7 de fev de 2011

A dança



Danço conforme a música que está tocando. Barulhos. Alguns Tunz-Tunz-Tunz ao fundo, acabam pedindo algo animado, pedem algo que já não sei nem mais por onde começar. Não se balanço o corpo de um lado para o outro, ou se levanto o meu braço direito. Não sei se encaro o menino que está bem na minha frente e sorrio de lado, ou se evito e sento

 O salto me faz parecer alta, mas continuo baixa, ainda sou baixa.  Me dá uma vontade irracional de ligar para você e dizer que olha, estou dançando conforme a vida.  A maquiagem consegue finalmente disfarçar as minhas olheiras, e o meu luto.

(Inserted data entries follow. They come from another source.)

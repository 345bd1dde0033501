//! Error taxonomy for the engine.
//!
//! Only `GraphInvalid` and terminal fix loop outcomes propagate to callers;
//! transient remediation failures stay inside the loop.

use crate::models::NodeStatus;

/// Structural problems found while loading or validating a workflow graph
#[derive(Debug, Clone, PartialEq, Eq, thiserror::Error)]
pub enum GraphError {
    #[error("failed to parse workflow graph: {0}")]
    Parse(String),

    #[error("workflow graph has no nodes")]
    Empty,

    #[error("duplicate node id '{0}'")]
    DuplicateNode(String),

    #[error("entry node '{0}' does not exist")]
    MissingEntry(String),

    #[error("entry node '{entry}' has {count} incoming edge(s); it must have none")]
    EntryHasPredecessors { entry: String, count: usize },

    #[error("edge {from} -> {to} references unknown node '{missing}'")]
    DanglingEdge {
        from: String,
        to: String,
        missing: String,
    },

    #[error("node '{0}' has an edge to itself")]
    SelfLoop(String),

    #[error("task node '{node}' has {count} incoming edges; only join nodes may synchronize")]
    TaskFanIn { node: String, count: usize },

    #[error("circular dependency detected: {}", path.join(" -> "))]
    Cycle { path: Vec<String> },
}

/// Fix loop failures surfaced to callers
#[derive(Debug, Clone, PartialEq, Eq, thiserror::Error)]
pub enum FixLoopError {
    #[error("a fix loop is already running; wait for it or cancel it")]
    Busy,

    #[error("remediation failed after {attempts} attempt(s): {error_type}: {message}")]
    RemediationFailed {
        error_type: String,
        message: String,
        attempts: u32,
    },

    #[error("rollback failed after remediation of {error_type}: {message}; manual intervention required: {reason}")]
    RollbackFailed {
        error_type: String,
        message: String,
        reason: String,
    },
}

/// Engine-level errors
#[derive(Debug, thiserror::Error)]
pub enum EngineError {
    #[error("invalid workflow graph: {0}")]
    GraphInvalid(#[from] GraphError),

    #[error("no active workflow")]
    NoActiveWorkflow,

    #[error("workflow '{requested}' is not active (active workflow: '{active}')")]
    WorkflowMismatch { requested: String, active: String },

    #[error("invalid argument: {0}")]
    InvalidArgument(String),

    #[error("unknown node '{0}'")]
    UnknownNode(String),

    #[error("invalid transition for node '{node_id}': {from} -> {to}")]
    InvalidTransition {
        node_id: String,
        from: NodeStatus,
        to: NodeStatus,
    },

    #[error("gate for node '{node_id}' was rejected: {reason}")]
    GateRejected { node_id: String, reason: String },

    #[error("gate for node '{0}' timed out awaiting approval")]
    GateTimeout(String),

    #[error("workflow '{0}' was cancelled; no further transitions are accepted")]
    Halted(String),

    #[error("snapshot at seq {persisted} is older than the current projection (seq {current})")]
    StaleSnapshot { persisted: u64, current: u64 },

    #[error(transparent)]
    FixLoop(#[from] FixLoopError),

    #[error("storage error: {0:#}")]
    Storage(#[from] anyhow::Error),
}

pub type EngineResult<T> = Result<T, EngineError>;

#[cfg(test)]
mod tests {
    use super::*;

    #[test]
    fn test_cycle_message_joins_path() {
        let err = GraphError::Cycle {
            path: vec!["a".into(), "b".into(), "a".into()],
        };
        assert_eq!(err.to_string(), "circular dependency detected: a -> b -> a");
    }

    #[test]
    fn test_graph_error_converts_into_engine_error() {
        let err: EngineError = GraphError::Empty.into();
        assert!(matches!(err, EngineError::GraphInvalid(GraphError::Empty)));
        assert!(err.to_string().starts_with("invalid workflow graph"));
    }

    #[test]
    fn test_workflow_mismatch_names_both_ids() {
        let err = EngineError::WorkflowMismatch {
            requested: "wf-2".into(),
            active: "wf-1".into(),
        };
        let msg = err.to_string();
        assert!(msg.contains("wf-2"));
        assert!(msg.contains("wf-1"));
    }
}
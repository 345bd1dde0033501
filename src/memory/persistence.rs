//! JSON-lines storage for fix records

use anyhow::{Context, Result};
use std::path::Path;
use tracing::warn;

use super::StoredFix;
use crate::fs::{ensure_parent_dir, locked_append, locked_read};

/// Load every well-formed record. Malformed lines are skipped with a warning.
pub fn load_records(path: &Path) -> Result<Vec<StoredFix>> {
    if !path.exists() {
        return Ok(Vec::new());
    }
    let content = locked_read(path)?;
    let mut records = Vec::new();
    for (line_no, line) in content.lines().enumerate() {
        if line.trim().is_empty() {
            continue;
        }
        match serde_json::from_str::<StoredFix>(line) {
            Ok(record) => records.push(record),
            Err(e) => warn!(
                path = %path.display(),
                line = line_no + 1,
                error = %e,
                "skipping malformed fix record"
            ),
        }
    }
    Ok(records)
}

/// Append one record as a single line
pub fn append_record(path: &Path, record: &StoredFix) -> Result<()> {
    ensure_parent_dir(path)?;
    let line = serde_json::to_string(record).context("Failed to serialize fix record")?;
    locked_append(path, &line)
}
pub mod constants;
pub mod fix;
pub mod node_state;
pub mod workflow;

pub use fix::{
    ErrorReport, FinalError, FixAttempt, FixLoopRequest, FixLoopResult, FixLoopStats,
    FixLoopStatus, FixRecord, FixResult, FixSource, FixType, ProposedFix,
};
pub use node_state::{BlockCause, NodeState, NodeStatus};
pub use workflow::{
    GatePolicy, GraphDefaults, JoinPolicy, NodeKind, Phase, WorkflowEdge, WorkflowGraph,
    WorkflowNode,
};
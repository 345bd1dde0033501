//! Cycle detection for workflow graphs

use std::collections::{HashMap, HashSet};

use crate::error::GraphError;

/// Detect circular dependencies using DFS over predecessor lists.
///
/// Nodes are visited in declaration order so the reported path is stable.
pub fn detect_cycles(
    order: &[String],
    predecessors: &HashMap<String, Vec<String>>,
) -> Result<(), GraphError> {
    let mut visited = HashSet::new();
    let mut rec_stack = HashSet::new();
    let mut path = Vec::new();

    for node_id in order {
        if !visited.contains(node_id.as_str()) {
            if let Some(cycle) = dfs_detect_cycle(
                predecessors,
                node_id,
                &mut visited,
                &mut rec_stack,
                &mut path,
            ) {
                return Err(GraphError::Cycle { path: cycle });
            }
        }
    }

    Ok(())
}

fn dfs_detect_cycle(
    predecessors: &HashMap<String, Vec<String>>,
    node_id: &str,
    visited: &mut HashSet<String>,
    rec_stack: &mut HashSet<String>,
    path: &mut Vec<String>,
) -> Option<Vec<String>> {
    visited.insert(node_id.to_string());
    rec_stack.insert(node_id.to_string());
    path.push(node_id.to_string());

    if let Some(preds) = predecessors.get(node_id) {
        for pred in preds {
            if !visited.contains(pred) {
                if let Some(cycle) = dfs_detect_cycle(predecessors, pred, visited, rec_stack, path)
                {
                    return Some(cycle);
                }
            } else if rec_stack.contains(pred) {
                // Unwinding the predecessor path back to `pred` lists the
                // loop in edge order
                let mut cycle = vec![pred.clone()];
                for p in path.iter().rev() {
                    cycle.push(p.clone());
                    if p == pred {
                        break;
                    }
                }
                return Some(cycle);
            }
        }
    }

    path.pop();
    rec_stack.remove(node_id);
    None
}
fn start(graph: WorkflowGraph) -> (Executor, Subscription) {
    let bus = EventBus::new(256);
    let sub = bus.subscribe();
    let executor = Executor::start(graph, bus).unwrap();
    (executor, sub)
}

fn run(executor: &mut Executor, id: &str) {
    executor.begin(id).unwrap();
    executor.advance(id, NodeOutcome::Completed).unwrap();
}

fn names(events: &[Event]) -> Vec<(String, Option<String>)> {
    events
        .iter()
        .map(|e| (e.name().to_string(), e.node_id().map(String::from)))
        .collect()
}

fn status(executor: &Executor, id: &str) -> NodeStatus {
    executor.state(id).unwrap().status
}

#[test]
fn test_start_readies_in_degree_zero_nodes() {
    let graph = ungated(
        WorkflowGraph::new("wf", "a")
            .with_node(WorkflowNode::task("a", Phase::Analysis))
            .with_node(WorkflowNode::task("b", Phase::Plan))
            .with_node(WorkflowNode::task("side", Phase::Plan))
            .with_edge("a", "b"),
    );
    let (executor, mut sub) = start(graph);

    assert_eq!(executor.ready_nodes(), vec!["a", "side"]);
    assert_eq!(status(&executor, "b"), NodeStatus::Pending);

    let events = sub.drain();
    assert_eq!(events[0].name(), "workflow:started");
    let ready: Vec<_> = events
        .iter()
        .filter(|e| e.name() == "node:ready")
        .filter_map(|e| e.node_id())
        .collect();
    assert_eq!(ready, vec!["a", "side"]);
}

#[test]
fn test_start_rejects_invalid_graph() {
    let graph = chain().with_edge("c", "a");
    let err = Executor::start(graph, EventBus::default()).unwrap_err();
    assert!(matches!(err, EngineError::GraphInvalid(_)));
}

#[test]
fn test_advance_walks_chain_to_completion() {
    let (mut executor, mut sub) = start(chain());
    run(&mut executor, "a");
    assert_eq!(executor.ready_nodes(), vec!["b"]);
    run(&mut executor, "b");
    run(&mut executor, "c");

    assert!(executor.is_settled());
    let events = sub.drain();
    let last = events.last().unwrap();
    assert!(matches!(
        &last.kind,
        EventKind::WorkflowCompleted { completed: 3, failed: 0, unreached: 0, .. }
    ));
}

#[test]
fn test_events_for_node_are_causally_ordered() {
    let (mut executor, mut sub) = start(chain());
    run(&mut executor, "a");

    let events = names(&sub.drain());
    let of_a: Vec<_> = events
        .iter()
        .filter(|(_, id)| id.as_deref() == Some("a"))
        .map(|(name, _)| name.as_str())
        .collect();
    assert_eq!(of_a, vec!["node:ready", "node:started", "node:completed"]);
}

#[test]
fn test_begin_requires_ready() {
    let (mut executor, _sub) = start(chain());
    let err = executor.begin("b").unwrap_err();
    assert!(matches!(
        err,
        EngineError::InvalidTransition { from: NodeStatus::Pending, to: NodeStatus::Running, .. }
    ));
    assert!(matches!(
        executor.begin("nope").unwrap_err(),
        EngineError::UnknownNode(_)
    ));
}

#[test]
fn test_terminal_outcome_is_assigned_once() {
    let (mut executor, _sub) = start(chain());
    run(&mut executor, "a");
    let err = executor.advance("a", NodeOutcome::Completed).unwrap_err();
    assert!(matches!(err, EngineError::InvalidTransition { .. }));
    let err = executor
        .advance("a", NodeOutcome::Failed { reason: "late".into() })
        .unwrap_err();
    assert!(matches!(err, EngineError::InvalidTransition { .. }));
}

#[test]
fn test_join_waits_for_all_sources() {
    let (mut executor, _sub) = start(diamond(JoinPolicy::All));
    run(&mut executor, "root");
    assert_eq!(executor.ready_nodes(), vec!["x", "y", "z"]);

    run(&mut executor, "x");
    run(&mut executor, "y");
    assert_eq!(status(&executor, "j"), NodeStatus::Pending);

    run(&mut executor, "z");
    assert_eq!(status(&executor, "j"), NodeStatus::Ready);
}

#[test]
fn test_join_fails_fast_on_failed_source() {
    let (mut executor, mut sub) = start(diamond(JoinPolicy::All));
    run(&mut executor, "root");
    executor.begin("x").unwrap();
    executor
        .advance("x", NodeOutcome::Failed { reason: "compile error".into() })
        .unwrap();

    let state = executor.state("j").unwrap();
    assert_eq!(state.status, NodeStatus::Failed);
    assert!(state.failure_reason.as_deref().unwrap().contains('x'));

    let failed: Vec<_> = sub
        .drain()
        .into_iter()
        .filter(|e| e.name() == "node:failed")
        .filter_map(|e| e.node_id().map(String::from))
        .collect();
    assert_eq!(failed, vec!["x", "j"]);
    // y and z keep running independently
    assert!(!executor.is_settled());
}

#[test]
fn test_best_effort_join_waits_then_runs_partial() {
    let (mut executor, _sub) = start(diamond(JoinPolicy::BestEffort));
    run(&mut executor, "root");
    executor.begin("x").unwrap();
    executor
        .advance("x", NodeOutcome::Failed { reason: "flaky".into() })
        .unwrap();
    assert_eq!(status(&executor, "j"), NodeStatus::Pending);

    run(&mut executor, "y");
    run(&mut executor, "z");
    let state = executor.state("j").unwrap();
    assert_eq!(state.status, NodeStatus::Ready);
    assert!(state.partial);
}
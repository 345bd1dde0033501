//! `warden serve <graph>`: line-delimited JSON tool protocol over stdio

use anyhow::Result;
use std::path::Path;
use std::sync::Arc;
use tokio::io::BufReader;
use tracing::info;

use crate::config::WardenConfig;
use crate::fixloop::CommandRemediator;
use crate::graph::load_graph;
use crate::session::Session;
use crate::tools::serve;

/// Serve tool requests until stdin closes.
///
/// Fix loops started over the protocol keep running while further requests
/// are answered; the command returns once they have finished.
///
/// With `resume`, a snapshot at the configured path replaces the fresh start
/// when one exists.
pub async fn execute(graph_path: &Path, config: WardenConfig, resume: bool) -> Result<()> {
    let graph = load_graph(graph_path)?;
    let remediator = Arc::new(CommandRemediator::new(config.remediation.clone()));
    let session = Session::new(config, remediator)?;

    let restored = resume && session.restore_from_disk().await?;
    if !restored {
        session.start_workflow(graph)?;
    }
    info!(restored, "serving tool requests on stdin");

    serve(&session, BufReader::new(tokio::io::stdin()), tokio::io::stdout()).await?;

    session.shutdown().await;
    Ok(())
}
//! Shell-command remediator driven by `[remediation]` config

use anyhow::{Context, Result};
use async_trait::async_trait;
use regex::Regex;
use std::borrow::Cow;
use std::io::Read;
use std::path::{Path, PathBuf};
use std::process::{Child, Command, Stdio};
use std::sync::mpsc;
use std::thread;
use std::time::{Duration, Instant};
use tokio_util::sync::CancellationToken;
use tracing::{debug, info, warn};
use wait_timeout::ChildExt;

use super::{RemediationReport, Remediator};
use crate::config::RemediationConfig;
use crate::models::{ErrorReport, FixResult, ProposedFix};

/// Timeout for collecting output from child process pipes
const OUTPUT_COLLECTION_TIMEOUT: Duration = Duration::from_secs(10);

/// Output kept per stream (1MB)
const MAX_OUTPUT_SIZE: usize = 1024 * 1024;

/// Characters of combined output quoted back in attempt details
const DETAIL_TAIL: usize = 400;

/// How often a running command checks for timeout and cancellation
const WAIT_POLL: Duration = Duration::from_millis(50);

/// Result of one shell command
#[derive(Debug, Clone)]
pub struct CommandOutput {
    pub command: String,
    pub success: bool,
    pub exit_code: Option<i32>,
    pub stdout: String,
    pub stderr: String,
    pub duration: Duration,
    pub timed_out: bool,
    pub cancelled: bool,
}

impl CommandOutput {
    /// Short description for attempt details
    pub fn describe(&self) -> String {
        let status = if self.timed_out {
            "timed out".to_string()
        } else if self.cancelled {
            "cancelled".to_string()
        } else {
            match self.exit_code {
                Some(code) => format!("exit {code}"),
                None => "terminated".to_string(),
            }
        };
        let output = if self.stderr.trim().is_empty() {
            self.stdout.trim()
        } else {
            self.stderr.trim()
        };
        if output.is_empty() {
            format!("`{}` {status}", self.command)
        } else {
            format!("`{}` {status}: {}", self.command, tail(output, DETAIL_TAIL))
        }
    }
}

fn tail(text: &str, max_chars: usize) -> &str {
    let count = text.chars().count();
    if count <= max_chars {
        return text;
    }
    let skip = count - max_chars;
    match text.char_indices().nth(skip) {
        Some((idx, _)) => &text[idx..],
        None => text,
    }
}

/// Applies remediations by running configured shell commands.
///
/// A fix type without a command fails the attempt. After a command succeeds
/// the verify command decides between `success` and `partial`; with no verify
/// command a clean exit counts as success.
#[derive(Debug, Clone)]
pub struct CommandRemediator {
    config: RemediationConfig,
}

impl CommandRemediator {
    pub fn new(config: RemediationConfig) -> Self {
        Self { config }
    }

    pub fn config(&self) -> &RemediationConfig {
        &self.config
    }

    fn working_dir(&self) -> Option<PathBuf> {
        self.config.working_dir.clone()
    }

    /// Run `command` on the blocking pool.
    ///
    /// The child is killed when `cancel` fires or when this future is
    /// dropped before the command exits.
    async fn run(&self, command: String, cancel: &CancellationToken) -> Result<CommandOutput> {
        let working_dir = self.working_dir();
        let timeout = self.config.timeout();
        let abort = cancel.child_token();
        let _kill_on_drop = abort.clone().drop_guard();
        tokio::task::spawn_blocking(move || {
            run_shell_command(&command, working_dir.as_deref(), timeout, &abort)
        })
        .await
        .context("Remediation command task panicked")?
    }
}

#[async_trait]
impl Remediator for CommandRemediator {
    async fn apply(
        &self,
        fix: &ProposedFix,
        error: &ErrorReport,
        cancel: &CancellationToken,
    ) -> Result<RemediationReport> {
        let Some(template) = self.config.command_for(fix.fix_type) else {
            return Ok(RemediationReport::new(
                FixResult::Failed,
                Some(format!("no remediation command configured for {}", fix.fix_type)),
            ));
        };

        let command = expand_template(template, fix, error, self.working_dir().as_deref());
        info!(fix_type = %fix.fix_type, target = %fix.fix_target, "running remediation command");
        let applied = self.run(command, cancel).await?;
        if !applied.success {
            return Ok(RemediationReport::new(
                FixResult::Failed,
                Some(applied.describe()),
            ));
        }

        let Some(verify) = self.config.verify.clone() else {
            return Ok(RemediationReport::new(FixResult::Success, None));
        };
        let verified = self.run(verify, cancel).await?;
        if verified.cancelled {
            return Ok(RemediationReport::new(
                FixResult::Failed,
                Some(verified.describe()),
            ));
        }
        if verified.success {
            Ok(RemediationReport::new(FixResult::Success, None))
        } else {
            debug!(detail = %verified.describe(), "verification still failing");
            Ok(RemediationReport::new(
                FixResult::Partial,
                Some(verified.describe()),
            ))
        }
    }

    async fn rollback(&self, error: &ErrorReport) -> Result<()> {
        let Some(command) = self.config.rollback.clone() else {
            debug!(error_type = %error.error_type, "no rollback command configured");
            return Ok(());
        };
        let output = self.run(command, &CancellationToken::new()).await?;
        if output.success {
            Ok(())
        } else {
            warn!(detail = %output.describe(), "rollback command failed");
            anyhow::bail!("rollback failed: {}", output.describe())
        }
    }
}

/// Substitute `${VAR}` placeholders with shell-quoted values.
///
/// Known variables: `FIX_TYPE`, `FIX_TARGET`, `FIX_DESCRIPTION`, `ERROR_TYPE`,
/// `ERROR_MESSAGE`, `ERROR_FILE`, `TASK_ID`, `WORKDIR`. Unknown variables are
/// left as written so the shell can resolve them from the environment.
pub fn expand_template(
    template: &str,
    fix: &ProposedFix,
    error: &ErrorReport,
    working_dir: Option<&Path>,
) -> String {
    let Ok(re) = Regex::new(r"\$\{([A-Z_][A-Z0-9_]*)\}") else {
        return template.to_string();
    };
    re.replace_all(template, |caps: &regex::Captures| {
        let value = match &caps[1] {
            "FIX_TYPE" => fix.fix_type.to_string(),
            "FIX_TARGET" => fix.fix_target.clone(),
            "FIX_DESCRIPTION" => fix.fix_description.clone(),
            "ERROR_TYPE" => error.error_type.clone(),
            "ERROR_MESSAGE" => error.error_message.clone(),
            "ERROR_FILE" => error.file.clone().unwrap_or_default(),
            "TASK_ID" => error.task_id.clone().unwrap_or_default(),
            "WORKDIR" => working_dir
                .map(|p| p.display().to_string())
                .unwrap_or_else(|| ".".to_string()),
            _ => return caps[0].to_string(),
        };
        shell_escape::escape(Cow::Owned(value)).into_owned()
    })
    .into_owned()
}
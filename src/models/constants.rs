/// Default number of remediation attempts per fix loop.
pub const DEFAULT_MAX_RETRIES: u32 = 3;

/// Base inter-attempt delay for the fix loop, doubled per attempt.
pub const DEFAULT_RETRY_BASE_MS: u64 = 250;

/// Cap on the inter-attempt delay.
pub const DEFAULT_RETRY_MAX_MS: u64 = 5_000;

/// Similarity below which a fix memory match is ignored.
pub const DEFAULT_MIN_SIMILARITY: f64 = 0.3;

/// Broadcast ring size for the event bus.
pub const DEFAULT_EVENT_CAPACITY: usize = 1024;

/// Cadence of the timeout sweeper.
pub const DEFAULT_SWEEP_INTERVAL_MS: u64 = 1_000;

/// Maximum number of matches returned by a fix memory recall.
pub const DEFAULT_RECALL_LIMIT: usize = 5;

/// Timeout for a single remediation command.
pub const DEFAULT_REMEDIATION_TIMEOUT_SECS: u64 = 300;

/// Block reasons emitted by the executor.
pub mod reasons {
    pub const GATE_REJECTED: &str = "gate rejected";
    pub const GATE_TIMEOUT: &str = "gate timeout";
    pub const TIMEOUT: &str = "timeout";
    pub const CANCELLED: &str = "cancelled";
}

A minha falta de leveza faz com que jamais consiga novamente voar. A minha falta de delicadeza virou um charme ou uma marca registrada. E ainda a música continua ao fundo, e estou cansada, o salto parece que a qualquer momento irá quebrar e eu ficarei no chão, e jamais pensarei em me levantar.

Olho para o chão, o piso é branco mas há várias marcas de sangue. Há várias gotas de água, e há cigarros espalhados. Há pessoas dançando, outras se abraçando e eu continuo sentada. A vida continua com uma música ao fundo, mas já não consigo definir. Já não consigo nem ao menos suportar essa música ridícula.

Misturaram as músicas e eu preciso acompanhar esse novo ritmo, não quero ficar para trás. Tantas pessoas chegando e algumas outras pessoas estão saindo. Ainda continuo ficando. Fico porque tenho medo do futuro e ficar aqui no passado, me tranqüiliza. Mas continuo ficando por medo de esquecer, de abafar, de ignorar.

Tenho medo de partir e não voltar. A vida me obriga a dançar algo que não tem ritmo, me faz acompanhar tudo de perto, e o que queria mesmo é estar longe. Nada me parece real, nada me parece com algum sentido. Gosto tanto de coisas rápidas, discretas, e claras. Não sei lidar com confusão. Não sei lidar com pessoas mais complicadas do que eu.

Preciso dançar com alguém, mas ninguém quer dançar comigo. Preciso aprender coisas novas, mas só sei lidar com algo conhecido, não me arrisco com coisas novas, não me ponho ao risco.
Sinto o gelo seco invadindo todo o local. Mal consigo respirar, procuro ar, procuro uma janela,  encosto-me à janela lateral.

Pude ver o menino, o menino dos meus sonhos lá em baixo, olhando algo que não sei nem mais o que é, e já não tenho mais certeza se ele olhava, ou deixava de olhar algo. Já não era mais o menino dos meus sonhos, porque se tornou algo mais longe e mais impossível do que um sonho realizado.  Mas não era ele. Era alguém parecido.

 Todos dançando, e eu parada. Todos girando, erguendo as mãos, cantando, pulando, e eu não quero mais dançar, meus pés estão doendo, e desisto aos poucos dessa vida agitada.  Não consigo mais animar. Estou cansada.

Chego à minha casa, depois de tantas danças, marcas, e entregas. Chego à minha casa depois de tudo com um nó incrivelmente grande entalado em minha garganta. E a minha vontade é nessa hora que ele voltasse. A vida comanda a música e precisamos dançar conforme. Se não, acabou. Não há outros caminhos para serem descobertos, nem existem tentativas. Há apenas essa, há apenas uma alternativa pequena.  A alternativa é seguir em frente, mesmo querendo voltar atrás.

E mesmo com a dor, ainda continua os seus Tunz-Tunz-Tunz. E precisamos dançar, precisamos nos sentir vivas, mesmo que seja agora, mesmo que seja hoje, mesmo que toda essa magia acabe.